[Collected data entries]

*** Block opens ***

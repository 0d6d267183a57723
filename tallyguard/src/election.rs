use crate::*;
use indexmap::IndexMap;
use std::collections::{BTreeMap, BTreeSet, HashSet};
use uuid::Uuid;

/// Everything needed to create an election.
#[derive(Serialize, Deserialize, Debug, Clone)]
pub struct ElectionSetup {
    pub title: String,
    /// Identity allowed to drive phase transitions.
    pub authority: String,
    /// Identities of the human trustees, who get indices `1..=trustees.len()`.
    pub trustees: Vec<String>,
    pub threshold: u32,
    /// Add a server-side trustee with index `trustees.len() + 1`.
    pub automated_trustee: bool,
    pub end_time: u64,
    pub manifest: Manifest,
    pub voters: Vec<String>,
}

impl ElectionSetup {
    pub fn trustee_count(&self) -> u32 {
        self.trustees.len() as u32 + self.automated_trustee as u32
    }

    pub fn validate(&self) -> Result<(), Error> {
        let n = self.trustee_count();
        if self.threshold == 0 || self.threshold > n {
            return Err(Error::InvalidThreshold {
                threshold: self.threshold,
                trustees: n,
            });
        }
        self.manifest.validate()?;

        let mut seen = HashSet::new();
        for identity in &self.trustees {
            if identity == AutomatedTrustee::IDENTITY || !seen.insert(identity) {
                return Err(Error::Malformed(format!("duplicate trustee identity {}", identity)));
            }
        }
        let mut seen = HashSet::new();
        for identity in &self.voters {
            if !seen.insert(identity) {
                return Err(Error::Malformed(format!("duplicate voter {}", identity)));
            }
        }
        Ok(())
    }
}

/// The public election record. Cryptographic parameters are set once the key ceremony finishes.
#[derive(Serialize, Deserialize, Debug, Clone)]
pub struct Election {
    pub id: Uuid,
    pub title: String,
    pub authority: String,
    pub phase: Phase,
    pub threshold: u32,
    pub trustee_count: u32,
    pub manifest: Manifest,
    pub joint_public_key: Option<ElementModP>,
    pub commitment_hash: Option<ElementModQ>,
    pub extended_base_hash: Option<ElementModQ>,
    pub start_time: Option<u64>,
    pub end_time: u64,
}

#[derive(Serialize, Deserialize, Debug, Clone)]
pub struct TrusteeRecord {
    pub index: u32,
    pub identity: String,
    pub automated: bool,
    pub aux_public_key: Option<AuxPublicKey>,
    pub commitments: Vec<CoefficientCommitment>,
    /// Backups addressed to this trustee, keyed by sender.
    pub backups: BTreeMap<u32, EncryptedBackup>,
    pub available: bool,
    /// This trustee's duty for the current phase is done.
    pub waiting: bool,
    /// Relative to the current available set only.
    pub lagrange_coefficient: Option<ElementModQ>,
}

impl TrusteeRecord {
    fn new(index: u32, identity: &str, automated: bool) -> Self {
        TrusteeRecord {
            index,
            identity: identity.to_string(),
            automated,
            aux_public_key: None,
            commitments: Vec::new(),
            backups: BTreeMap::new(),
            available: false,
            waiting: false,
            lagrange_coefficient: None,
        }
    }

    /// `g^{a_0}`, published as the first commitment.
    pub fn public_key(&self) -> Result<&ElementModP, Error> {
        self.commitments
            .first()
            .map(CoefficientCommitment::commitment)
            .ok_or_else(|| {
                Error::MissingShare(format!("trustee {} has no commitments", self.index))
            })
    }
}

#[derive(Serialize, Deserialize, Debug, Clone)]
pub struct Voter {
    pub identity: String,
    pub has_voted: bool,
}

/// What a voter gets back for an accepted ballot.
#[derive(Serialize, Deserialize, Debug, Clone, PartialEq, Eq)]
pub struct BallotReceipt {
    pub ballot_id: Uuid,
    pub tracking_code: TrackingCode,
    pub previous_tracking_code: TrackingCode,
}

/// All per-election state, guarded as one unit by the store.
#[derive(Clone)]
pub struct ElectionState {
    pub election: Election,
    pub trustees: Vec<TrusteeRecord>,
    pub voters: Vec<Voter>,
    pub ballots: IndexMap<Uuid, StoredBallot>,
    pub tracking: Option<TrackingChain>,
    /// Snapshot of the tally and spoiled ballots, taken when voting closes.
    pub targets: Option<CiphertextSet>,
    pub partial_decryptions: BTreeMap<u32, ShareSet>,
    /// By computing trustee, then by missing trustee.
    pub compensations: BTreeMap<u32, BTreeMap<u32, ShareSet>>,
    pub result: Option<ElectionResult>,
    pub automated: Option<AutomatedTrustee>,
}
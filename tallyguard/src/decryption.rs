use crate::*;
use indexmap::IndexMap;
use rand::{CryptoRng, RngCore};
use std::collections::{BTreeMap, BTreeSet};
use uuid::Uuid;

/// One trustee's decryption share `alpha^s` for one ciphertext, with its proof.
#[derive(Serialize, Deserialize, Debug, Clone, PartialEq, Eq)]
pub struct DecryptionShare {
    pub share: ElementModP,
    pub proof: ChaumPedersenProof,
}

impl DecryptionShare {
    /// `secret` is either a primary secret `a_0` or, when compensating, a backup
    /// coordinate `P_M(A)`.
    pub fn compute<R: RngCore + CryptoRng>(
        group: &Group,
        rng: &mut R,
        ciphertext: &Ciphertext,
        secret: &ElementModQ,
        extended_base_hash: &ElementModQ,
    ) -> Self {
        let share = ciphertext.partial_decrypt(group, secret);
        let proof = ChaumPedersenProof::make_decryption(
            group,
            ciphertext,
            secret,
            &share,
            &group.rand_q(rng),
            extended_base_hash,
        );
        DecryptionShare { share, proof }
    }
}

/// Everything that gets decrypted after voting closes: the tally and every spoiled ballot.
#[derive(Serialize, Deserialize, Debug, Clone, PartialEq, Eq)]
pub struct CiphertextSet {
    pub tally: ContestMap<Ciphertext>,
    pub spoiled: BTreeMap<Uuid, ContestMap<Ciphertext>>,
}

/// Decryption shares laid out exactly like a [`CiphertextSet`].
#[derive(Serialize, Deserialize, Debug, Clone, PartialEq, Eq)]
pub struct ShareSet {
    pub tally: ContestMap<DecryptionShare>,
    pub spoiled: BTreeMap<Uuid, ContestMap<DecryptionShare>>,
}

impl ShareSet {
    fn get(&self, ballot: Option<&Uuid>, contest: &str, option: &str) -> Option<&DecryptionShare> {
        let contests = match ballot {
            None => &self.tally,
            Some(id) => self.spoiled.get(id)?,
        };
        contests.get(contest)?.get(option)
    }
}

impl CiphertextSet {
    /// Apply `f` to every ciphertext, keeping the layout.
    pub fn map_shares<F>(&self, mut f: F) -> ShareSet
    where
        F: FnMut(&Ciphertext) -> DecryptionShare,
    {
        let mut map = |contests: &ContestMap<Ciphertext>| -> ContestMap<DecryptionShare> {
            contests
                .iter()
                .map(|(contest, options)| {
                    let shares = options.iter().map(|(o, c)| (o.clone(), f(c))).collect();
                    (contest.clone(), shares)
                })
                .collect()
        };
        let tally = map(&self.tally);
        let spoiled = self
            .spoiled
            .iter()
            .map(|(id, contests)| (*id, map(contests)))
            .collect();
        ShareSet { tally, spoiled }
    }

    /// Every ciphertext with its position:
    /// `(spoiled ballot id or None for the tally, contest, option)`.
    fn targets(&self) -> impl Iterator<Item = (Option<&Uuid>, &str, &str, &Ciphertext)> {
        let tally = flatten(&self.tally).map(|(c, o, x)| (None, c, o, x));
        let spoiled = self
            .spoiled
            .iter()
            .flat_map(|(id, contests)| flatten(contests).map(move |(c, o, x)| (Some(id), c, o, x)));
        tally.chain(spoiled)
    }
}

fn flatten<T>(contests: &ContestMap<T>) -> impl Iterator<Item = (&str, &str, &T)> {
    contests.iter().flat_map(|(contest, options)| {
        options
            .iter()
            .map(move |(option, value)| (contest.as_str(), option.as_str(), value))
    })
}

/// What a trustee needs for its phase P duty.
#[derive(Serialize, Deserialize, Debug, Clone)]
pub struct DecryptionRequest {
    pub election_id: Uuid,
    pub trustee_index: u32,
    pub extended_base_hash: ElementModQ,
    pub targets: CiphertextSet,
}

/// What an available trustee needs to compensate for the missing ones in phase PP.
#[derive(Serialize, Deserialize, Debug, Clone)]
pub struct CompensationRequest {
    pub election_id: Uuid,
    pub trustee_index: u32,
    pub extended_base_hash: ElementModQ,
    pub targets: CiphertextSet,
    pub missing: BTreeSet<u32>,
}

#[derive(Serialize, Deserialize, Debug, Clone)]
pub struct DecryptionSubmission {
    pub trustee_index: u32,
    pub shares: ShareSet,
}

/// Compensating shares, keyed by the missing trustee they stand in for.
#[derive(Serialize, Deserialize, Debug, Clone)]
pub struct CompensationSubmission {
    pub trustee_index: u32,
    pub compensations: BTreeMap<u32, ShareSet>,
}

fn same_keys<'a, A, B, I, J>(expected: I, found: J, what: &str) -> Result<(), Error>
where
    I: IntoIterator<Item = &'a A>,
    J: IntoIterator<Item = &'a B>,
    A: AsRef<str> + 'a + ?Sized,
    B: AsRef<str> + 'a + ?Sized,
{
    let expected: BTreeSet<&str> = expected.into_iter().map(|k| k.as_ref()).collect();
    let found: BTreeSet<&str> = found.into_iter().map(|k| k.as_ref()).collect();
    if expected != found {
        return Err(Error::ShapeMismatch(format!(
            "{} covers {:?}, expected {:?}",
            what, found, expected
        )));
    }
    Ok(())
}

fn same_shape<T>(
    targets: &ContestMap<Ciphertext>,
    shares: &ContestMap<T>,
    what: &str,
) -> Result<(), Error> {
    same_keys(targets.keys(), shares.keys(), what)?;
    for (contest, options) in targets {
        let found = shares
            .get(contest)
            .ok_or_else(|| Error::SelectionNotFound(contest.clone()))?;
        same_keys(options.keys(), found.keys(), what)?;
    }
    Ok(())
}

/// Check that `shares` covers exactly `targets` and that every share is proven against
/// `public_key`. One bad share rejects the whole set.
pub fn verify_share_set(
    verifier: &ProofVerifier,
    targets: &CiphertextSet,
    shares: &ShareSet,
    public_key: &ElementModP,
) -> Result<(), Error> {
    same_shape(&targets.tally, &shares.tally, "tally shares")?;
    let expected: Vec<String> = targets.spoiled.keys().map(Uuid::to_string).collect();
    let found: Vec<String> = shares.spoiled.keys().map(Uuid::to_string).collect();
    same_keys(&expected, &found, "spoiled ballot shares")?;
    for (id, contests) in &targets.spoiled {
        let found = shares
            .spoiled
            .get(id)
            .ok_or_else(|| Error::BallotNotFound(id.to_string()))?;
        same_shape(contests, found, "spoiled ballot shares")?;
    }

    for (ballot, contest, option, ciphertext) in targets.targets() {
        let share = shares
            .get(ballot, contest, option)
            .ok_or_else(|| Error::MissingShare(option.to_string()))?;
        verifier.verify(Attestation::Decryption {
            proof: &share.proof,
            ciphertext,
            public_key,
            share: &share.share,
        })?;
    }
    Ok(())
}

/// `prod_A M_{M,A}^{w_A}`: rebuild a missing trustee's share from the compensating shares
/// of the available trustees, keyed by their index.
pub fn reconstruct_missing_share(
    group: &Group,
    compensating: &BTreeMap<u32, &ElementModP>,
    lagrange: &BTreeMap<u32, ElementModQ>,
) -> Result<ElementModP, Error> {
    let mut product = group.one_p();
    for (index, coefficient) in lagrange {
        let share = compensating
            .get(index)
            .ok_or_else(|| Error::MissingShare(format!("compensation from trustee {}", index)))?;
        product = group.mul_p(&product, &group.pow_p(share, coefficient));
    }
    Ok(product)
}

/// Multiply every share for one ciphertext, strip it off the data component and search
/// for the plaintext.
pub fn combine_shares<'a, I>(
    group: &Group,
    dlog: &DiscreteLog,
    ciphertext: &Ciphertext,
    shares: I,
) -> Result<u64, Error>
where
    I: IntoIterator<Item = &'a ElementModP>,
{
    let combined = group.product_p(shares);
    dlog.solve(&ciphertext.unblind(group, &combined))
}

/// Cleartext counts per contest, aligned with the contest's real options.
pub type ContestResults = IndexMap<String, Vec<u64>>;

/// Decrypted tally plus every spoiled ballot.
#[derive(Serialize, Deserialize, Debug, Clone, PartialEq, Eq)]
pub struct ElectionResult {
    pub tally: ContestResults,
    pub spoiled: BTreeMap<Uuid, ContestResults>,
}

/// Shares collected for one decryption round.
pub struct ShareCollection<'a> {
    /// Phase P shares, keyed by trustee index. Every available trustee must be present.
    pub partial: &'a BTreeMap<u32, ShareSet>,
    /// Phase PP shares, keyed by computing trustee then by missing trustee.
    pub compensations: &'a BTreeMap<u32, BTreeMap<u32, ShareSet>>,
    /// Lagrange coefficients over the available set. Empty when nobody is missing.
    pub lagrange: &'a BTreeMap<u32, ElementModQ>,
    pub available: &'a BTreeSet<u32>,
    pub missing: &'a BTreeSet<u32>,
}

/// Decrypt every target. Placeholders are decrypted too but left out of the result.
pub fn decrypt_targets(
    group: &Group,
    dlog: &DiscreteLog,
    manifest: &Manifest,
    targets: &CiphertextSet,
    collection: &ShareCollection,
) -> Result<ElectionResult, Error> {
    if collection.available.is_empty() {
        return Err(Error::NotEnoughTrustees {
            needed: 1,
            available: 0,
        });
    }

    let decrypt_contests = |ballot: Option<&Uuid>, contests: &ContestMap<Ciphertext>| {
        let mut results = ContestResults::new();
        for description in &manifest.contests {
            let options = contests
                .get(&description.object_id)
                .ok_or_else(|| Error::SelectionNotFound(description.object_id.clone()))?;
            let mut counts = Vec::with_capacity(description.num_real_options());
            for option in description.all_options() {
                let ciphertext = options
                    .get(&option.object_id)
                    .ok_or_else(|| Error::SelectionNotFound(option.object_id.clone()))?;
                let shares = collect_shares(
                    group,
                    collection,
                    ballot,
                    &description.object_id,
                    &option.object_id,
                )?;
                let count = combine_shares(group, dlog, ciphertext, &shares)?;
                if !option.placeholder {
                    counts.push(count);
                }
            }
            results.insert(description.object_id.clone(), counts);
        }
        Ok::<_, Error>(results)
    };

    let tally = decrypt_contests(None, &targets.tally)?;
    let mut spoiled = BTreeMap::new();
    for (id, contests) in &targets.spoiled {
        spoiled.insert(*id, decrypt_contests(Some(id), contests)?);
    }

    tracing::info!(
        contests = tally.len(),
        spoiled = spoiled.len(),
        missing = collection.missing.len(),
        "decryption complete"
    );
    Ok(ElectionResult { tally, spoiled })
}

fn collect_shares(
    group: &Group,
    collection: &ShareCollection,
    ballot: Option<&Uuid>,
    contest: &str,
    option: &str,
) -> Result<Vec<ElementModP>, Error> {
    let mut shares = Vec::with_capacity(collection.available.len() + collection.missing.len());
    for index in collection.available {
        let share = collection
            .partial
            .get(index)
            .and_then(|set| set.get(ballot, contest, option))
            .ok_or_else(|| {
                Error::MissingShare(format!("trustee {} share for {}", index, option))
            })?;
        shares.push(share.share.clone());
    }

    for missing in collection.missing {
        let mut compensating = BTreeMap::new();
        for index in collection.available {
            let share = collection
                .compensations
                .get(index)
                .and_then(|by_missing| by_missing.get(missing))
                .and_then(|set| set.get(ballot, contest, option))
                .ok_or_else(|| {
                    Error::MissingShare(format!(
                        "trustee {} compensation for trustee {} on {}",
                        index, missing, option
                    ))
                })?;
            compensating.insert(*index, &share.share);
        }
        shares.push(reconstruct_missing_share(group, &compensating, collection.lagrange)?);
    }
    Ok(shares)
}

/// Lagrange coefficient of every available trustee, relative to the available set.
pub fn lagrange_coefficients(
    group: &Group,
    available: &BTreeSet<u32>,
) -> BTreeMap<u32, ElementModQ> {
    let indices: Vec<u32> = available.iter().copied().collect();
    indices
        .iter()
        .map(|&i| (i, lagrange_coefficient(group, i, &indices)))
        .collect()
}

*** Block closes ***

* Task requirements
Find the lines above that include the string "flatten" and copy them.

* Task output
        let tally = flatten(&self.tally).map(|(c, o, x)| (None, c, o, x));
            .flat_map(|(id, contests)| flatten(contests).map(move |(c, o, x)| (Some(id), c, o, x)));
fn flatten<T>(contests: &ContestMap<T>) -> impl Iterator<Item = (&str, &str, &T)> {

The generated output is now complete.